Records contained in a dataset
# # # # #

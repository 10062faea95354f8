//! Page sampling strategies
//!
//! A strategy turns one page's revision stream into the rows to score:
//!
//! - [`SamplingPolicy::Revision`]: every revision at its own timestamp
//! - [`SamplingPolicy::Latest`]: the last revision, reported at the sunset
//! - [`SamplingPolicy::Thresholds`]: the revision in effect at each calendar
//!   threshold, i.e. the last one saved before it
//!
//! Each strategy is a lazy iterator that makes a single forward pass over the
//! revisions. A revision that stands for several thresholds is scored once and
//! every row shares the same [`ScoreOutcome`].

use super::adapter::{score_text, ScoreOutcome};
use super::calendar::{thresholds_from, ScoreAt, START_YEAR};
use super::resume::Watermarks;
use crate::dump::DumpError;
use crate::model::QualityModel;
use crate::types::{PageHeader, PageId, Revision, RevisionId, Timestamp};
use std::collections::VecDeque;
use std::sync::Arc;

/// Run-wide inputs, immutable and shared by every worker
#[derive(Debug)]
pub struct ScoringContext {
    pub model: Arc<dyn QualityModel>,
    /// No row is reported after this instant
    pub sunset: Timestamp,
    pub watermarks: Watermarks,
    /// Include feature values in each score
    pub return_features: bool,
}

impl ScoringContext {
    pub fn new(model: Arc<dyn QualityModel>, sunset: Timestamp) -> Self {
        Self {
            model,
            sunset,
            watermarks: Watermarks::new(),
            return_features: false,
        }
    }

    pub fn with_watermarks(mut self, watermarks: Watermarks) -> Self {
        self.watermarks = watermarks;
        self
    }

    pub fn with_features(mut self, return_features: bool) -> Self {
        self.return_features = return_features;
        self
    }

    fn score(&self, text: &str) -> Arc<ScoreOutcome> {
        Arc::new(score_text(self.model.as_ref(), text, self.return_features))
    }
}

/// A revision chosen for output, with the instant it is reported at
#[derive(Debug, Clone)]
pub struct ScoredRevision {
    pub page_id: PageId,
    pub title: Arc<str>,
    pub rev_id: RevisionId,
    /// As-of timestamp
    pub timestamp: Timestamp,
    pub outcome: Arc<ScoreOutcome>,
}

impl ScoredRevision {
    fn new(header: &PageHeader, rev_id: RevisionId, timestamp: Timestamp, outcome: Arc<ScoreOutcome>) -> Self {
        Self {
            page_id: header.id,
            title: Arc::clone(&header.title),
            rev_id,
            timestamp,
            outcome,
        }
    }
}

/// Which revisions of each page are scored, and as of when
#[derive(Debug, Clone, PartialEq, Eq)]
pub enum SamplingPolicy {
    Revision,
    Latest,
    /// Ascending calendar thresholds
    Thresholds(Vec<Timestamp>),
}
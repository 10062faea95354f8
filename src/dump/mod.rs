//! Page/revision streams from MediaWiki XML dumps
//!
//! ```text
//! ┌───────────────────────────────┐
//! │          DumpReader           │  plain / .bz2 / .gz
//! │   next_page() -> Page<'_>     │
//! └───────────────────────────────┘
//!                 │
//!                 ▼
//! ┌───────────────────────────────┐
//! │  PageHeader + Revisions<'_>   │  one forward pass,
//! │  (lazy, single pass)          │  one revision in memory
//! └───────────────────────────────┘
//! ```

pub mod source;
pub mod wikimedia;

pub use source::{DumpError, DumpFormat};
pub use wikimedia::{DumpReader, Page, Revisions};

# # # # #

→ DIRECTIONS
Scan the records above for the string "derive", then select every line that holds it.

→ PROBLEM SOLUTION
#[derive(Debug)]
#[derive(Debug, Clone)]
#[derive(Debug, Clone, PartialEq, Eq)]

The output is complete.